Après la prise du fort Saint-Elme, les Turcs établirent six batteries contre le château Saint-Ange, le bourg et l’île de la Sangle, et poussèrent leurs tranchées jusqu’au bord du fossé Saint-Michel. En ce moment même, Hassan, pacha d’Alger, arrivait à Malte avec sa flotte et deux mille cinq cents hommes. Hassan, qu’une grande réputation de valeur avait précédé, se chargea de l’attaque de l’éperon Saint Michel. Trois fois les Algériens plantèrent leurs étendards sur la brèche; mais après cinq heures d’efforts inutiles ils furent repoussés et Hassan fit sonner la retraite. Deux mille janissaires perdirent la vie dans cet assaut. Du côté des assiégés, les chevaliers de Guiney, de Simiane et plus de deux cents soldats, restèrent sur la place.

Tandis que ce terrible assaut se donnait, une partie des Algériens, commandés par Candelissu, khalifat deHassan, attaquaient l’éperon Saint-Michel du côté de la mer, et parvenaient, malgré la résistance des chevaliers, à planter sept de leurs étendards sur le parapet. Le grand-maître découvrit du Grand-Bourg le péril des assiégés, et envoya sur des barques le commandeur de Gion à leur secours.
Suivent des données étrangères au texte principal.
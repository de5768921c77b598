//! In-process bus for pipeline tests.

use async_trait::async_trait;
use std::sync::Mutex;
use std::sync::atomic::{AtomicBool, Ordering};
use std::time::Duration;
use tokio::sync::mpsc;

use super::{decode_vote, VoteConsumer, VotePublisher};
use crate::error::{Error, Result};
use crate::shutdown::ShutdownListener;
use crate::tally::Tally;

pub struct MemoryPublisher {
    tx: Mutex<Option<mpsc::UnboundedSender<String>>>,
    failing: AtomicBool,
    delay: Mutex<Option<Duration>>,
    pub closed: AtomicBool,
}

pub struct MemoryConsumer {
    rx: mpsc::UnboundedReceiver<String>,
}

pub fn memory_bus() -> (MemoryPublisher, MemoryConsumer) {
    let (tx, rx) = mpsc::unbounded_channel();
    (
        MemoryPublisher {
            tx: Mutex::new(Some(tx)),
            failing: AtomicBool::new(false),
            delay: Mutex::new(None),
            closed: AtomicBool::new(false),
        },
        MemoryConsumer { rx },
    )
}

impl MemoryPublisher {
    pub fn fail_publishes(&self) {
        self.failing.store(true, Ordering::SeqCst);
    }

    /// Makes every publish take `delay`, like a congested broker.
    pub fn slow_publishes(&self, delay: Duration) {
        *self.delay.lock().unwrap() = Some(delay);
    }
}

#[async_trait]
impl VotePublisher for MemoryPublisher {
    async fn publish(&self, vote: &str) -> Result<()> {
        let delay = *self.delay.lock().unwrap();
        if let Some(delay) = delay {
            tokio::time::sleep(delay).await;
        }
        if self.failing.load(Ordering::SeqCst) {
            return Err(Error::Store("bus unavailable".to_string()));
        }
        match self.tx.lock().unwrap().as_ref() {
            Some(tx) => tx
                .send(vote.to_string())
                .map_err(|_| Error::Store("bus closed".to_string())),
            None => Err(Error::Store("publisher closed".to_string())),
        }
    }

    async fn close(&self) -> Result<()> {
        self.tx.lock().unwrap().take();
        self.closed.store(true, Ordering::SeqCst);
        Ok(())
    }
}

#[async_trait]
impl VoteConsumer for MemoryConsumer {
    async fn consume(&mut self, tally: &Tally, mut shutdown: ShutdownListener) -> Result<u64> {
        let mut recorded = 0;
        loop {
            let payload = tokio::select! {
                _ = shutdown.triggered() => break,
                next = self.rx.recv() => match next {
                    Some(payload) => payload,
                    None => break,
                },
            };
            if let Some(vote) = decode_vote(payload.as_bytes()) {
                tally.record(vote).await;
                recorded += 1;
            }
        }
        Ok(recorded)
    }
}
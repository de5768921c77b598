use axum::extract::rejection::JsonRejection;
use axum::extract::{Path, State};
use axum::http::header::{ACCESS_CONTROL_ALLOW_METHODS, LOCATION};
use axum::http::StatusCode;
use axum::response::IntoResponse;
use axum::{Extension, Json};
use log::info;
use serde::Serialize;

use super::{ApiError, ApiKey, AppState, Envelope};
use crate::models::{NewPoll, Poll};

#[derive(Debug, Serialize)]
pub struct Deleted {
    pub id: String,
}

pub async fn list_polls(State(state): State<AppState>) -> Result<Json<Envelope<Vec<Poll>>>, ApiError> {
    let polls = state.store.list_polls().await?;
    Ok(Json(Envelope::data(polls)))
}

pub async fn create_poll(
    State(state): State<AppState>,
    Extension(_key): Extension<ApiKey>,
    payload: Result<Json<NewPoll>, JsonRejection>,
) -> Result<impl IntoResponse, ApiError> {
    let Json(new_poll) = payload.map_err(|rejection| ApiError::BadRequest(rejection.body_text()))?;
    new_poll.validate().map_err(ApiError::BadRequest)?;

    let poll = Poll::new(new_poll);
    state.store.create_poll(&poll).await?;
    info!("Created poll {} with {} option(s)", poll.id, poll.options.len());

    let location = format!("polls/{}", poll.id);
    Ok((StatusCode::CREATED, [(LOCATION, location)], Json(Envelope::data(poll))))
}

pub async fn get_poll(State(state): State<AppState>, Path(id): Path<String>) -> Result<Json<Envelope<Poll>>, ApiError> {
    match state.store.get_poll(&id).await? {
        Some(poll) => Ok(Json(Envelope::data(poll))),
        None => Err(ApiError::NotFound(format!("poll '{}' not found", id))),
    }
}

pub async fn delete_poll(
    State(state): State<AppState>,
    Extension(_key): Extension<ApiKey>,
    Path(id): Path<String>,
) -> Result<Json<Envelope<Deleted>>, ApiError> {
    if !state.store.delete_poll(&id).await? {
        return Err(ApiError::NotFound(format!("poll '{}' not found", id)));
    }
    info!("Deleted poll {}", id);
    Ok(Json(Envelope::data(Deleted { id })))
}

pub async fn collection_options() -> impl IntoResponse {
    ([(ACCESS_CONTROL_ALLOW_METHODS, "GET, POST, OPTIONS")], Json(Envelope::data(())))
}

pub async fn poll_options() -> impl IntoResponse {
    ([(ACCESS_CONTROL_ALLOW_METHODS, "GET, DELETE, OPTIONS")], Json(Envelope::data(())))
}

pub async fn method_not_allowed() -> ApiError {
    ApiError::MethodNotAllowed
}
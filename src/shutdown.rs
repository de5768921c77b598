//! Process-wide shutdown token.
//!
//! Every long-running task holds a [`ShutdownListener`] and selects on
//! [`ShutdownListener::triggered`]. Triggering is idempotent, so the signal
//! handler and any timer may both fire it.

use log::{error, info};
use std::sync::Arc;
use tokio::sync::watch;
use tokio::task::JoinHandle;

#[derive(Clone)]
pub struct Shutdown {
    tx: Arc<watch::Sender<bool>>,
}

#[derive(Clone)]
pub struct ShutdownListener {
    rx: watch::Receiver<bool>,
}

impl Shutdown {
    pub fn new() -> Self {
        let (tx, _rx) = watch::channel(false);
        Self { tx: Arc::new(tx) }
    }

    pub fn trigger(&self) {
        self.tx.send_replace(true);
    }

    pub fn is_triggered(&self) -> bool {
        *self.tx.borrow()
    }

    pub fn listener(&self) -> ShutdownListener {
        ShutdownListener {
            rx: self.tx.subscribe(),
        }
    }
}

impl Default for Shutdown {
    fn default() -> Self {
        Self::new()
    }
}

impl ShutdownListener {
    /// Resolves once shutdown has been triggered. Returns immediately if it
    /// already was.
    pub async fn triggered(&mut self) {
        // A dropped sender can never trigger again; treat it as shutdown.
        let _ = self.rx.wait_for(|stopping| *stopping).await;
    }

    pub fn is_triggered(&self) -> bool {
        *self.rx.borrow()
    }
}

/// Triggers `shutdown` on SIGINT or SIGTERM.
pub fn trigger_on_signal(shutdown: Shutdown) -> JoinHandle<()> {
    tokio::spawn(async move {
        match wait_for_signal().await {
            Ok(name) => {
                info!("Signal received: {}", name);
                shutdown.trigger();
            }
            Err(e) => error!("Failed to listen for shutdown signals: {}", e),
        }
    })
}

#[cfg(unix)]
async fn wait_for_signal() -> std::io::Result<&'static str> {
    use tokio::signal::unix::{signal, SignalKind};

    let mut terminate = signal(SignalKind::terminate())?;
    tokio::select! {
        result = tokio::signal::ctrl_c() => result.map(|_| "SIGINT"),
        _ = terminate.recv() => Ok("SIGTERM"),
    }
}

#[cfg(not(unix))]
async fn wait_for_signal() -> std::io::Result<&'static str> {
    tokio::signal::ctrl_c().await.map(|_| "ctrl-c")
}
//! External event source: a keyword-filtered, long-lived HTTP stream of
//! newline-delimited JSON events.

#[cfg(test)]
pub(crate) mod scripted;

use async_trait::async_trait;
use futures::stream::{self, BoxStream, StreamExt};
use log::{debug, info};

use crate::error::{Error, Result};
use crate::models::VoteEvent;

/// An open connection. Dropping it closes the connection.
pub type EventStream = BoxStream<'static, Result<VoteEvent>>;

#[async_trait]
pub trait EventSource: Send + Sync {
    /// Opens a stream delivering only events that mention one of `keywords`.
    async fn open(&self, keywords: &[String]) -> Result<EventStream>;
}

pub struct HttpEventSource {
    client: reqwest::Client,
    url: String,
    bearer_token: Option<String>,
}

impl HttpEventSource {
    pub fn new(url: impl Into<String>, bearer_token: Option<String>) -> Result<Self> {
        let client = reqwest::Client::builder()
            .user_agent(concat!("trusty-tally/", env!("CARGO_PKG_VERSION")))
            .build()?;

        Ok(Self {
            client,
            url: url.into(),
            bearer_token,
        })
    }
}

#[async_trait]
impl EventSource for HttpEventSource {
    async fn open(&self, keywords: &[String]) -> Result<EventStream> {
        let track = keywords.join(",");
        info!("Opening event stream {} tracking {} keyword(s)", self.url, keywords.len());

        let mut request = self.client.post(&self.url).form(&[("track", track.as_str())]);
        if let Some(token) = &self.bearer_token {
            request = request.bearer_auth(token);
        }
        let response = request.send().await?.error_for_status()?;

        let events = split_lines(response.bytes_stream())
            .filter_map(|line| async move {
                match line {
                    Ok(line) => decode_event(&line).map(Ok),
                    Err(e) => Some(Err(e)),
                }
            })
            .boxed();

        Ok(events)
    }
}

/// Re-chunks a byte stream into lines, without the trailing newline.
/// A final line without a newline is still yielded; an error ends the stream.
fn split_lines<S, B, E>(body: S) -> impl futures::Stream<Item = Result<Vec<u8>>> + Send + 'static
where
    S: futures::Stream<Item = std::result::Result<B, E>> + Send + 'static,
    B: AsRef<[u8]> + Send + 'static,
    E: Into<Error> + Send + 'static,
{
    stream::unfold((Box::pin(body), Vec::new(), false), |(mut body, mut buf, mut done)| async move {
        loop {
            if let Some(pos) = buf.iter().position(|b| *b == b'\n') {
                let mut line: Vec<u8> = buf.drain(..=pos).collect();
                line.pop();
                return Some((Ok(line), (body, buf, done)));
            }
            if done {
                if buf.is_empty() {
                    return None;
                }
                let rest = std::mem::take(&mut buf);
                return Some((Ok(rest), (body, buf, done)));
            }
            match body.next().await {
                Some(Ok(chunk)) => buf.extend_from_slice(chunk.as_ref()),
                Some(Err(e)) => return Some((Err(e.into()), (body, Vec::new(), true))),
                None => done = true,
            }
        }
    })
}

/// Parses one stream line. Keep-alive blank lines and anything that is not
/// an event with text are skipped.
pub fn decode_event(line: &[u8]) -> Option<VoteEvent> {
    let trimmed = line.trim_ascii();
    if trimmed.is_empty() {
        return None;
    }
    match serde_json::from_slice::<VoteEvent>(trimmed) {
        Ok(event) => Some(event),
        Err(e) => {
            debug!("Skipping undecodable stream line: {}", e);
            None
        }
    }
}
Ce brave chevalier fondit avec sa troupe sur les Algériens, déjà vainqueurs, les précipita du haut du parapet, et, les poursuivant jusque sur le rivage, massacra tous ceux qui ne purent s’embarquer assez promptement. Les pachas assemblèrent aussitôt un conseil extraordinaire, et après plusieurs délibérations tumultueuses, fatigués de tant de résistance, ils finirent par abandonner le siége. Cependant, avant de se rembarquer, ils firent une descente sur un autre point de l’île et s’avancèrent jusqu’à la Cité Notable, mais ayant rencontré l’armée chrétienne, ils furent encore une fois battus, et regagnèrent à la hâte leurs vaisseaux. La flotte ottomane mit alors à la voile pour Constantinople, et rentra pendant la nuit dans le port, honteuse de sa défaite. De son côté, Hassan reprit la route d’Alger. Pendant quelques années, la Méditerranée jouit d’une paix qu’elle ne connaissait plus depuis longtemps.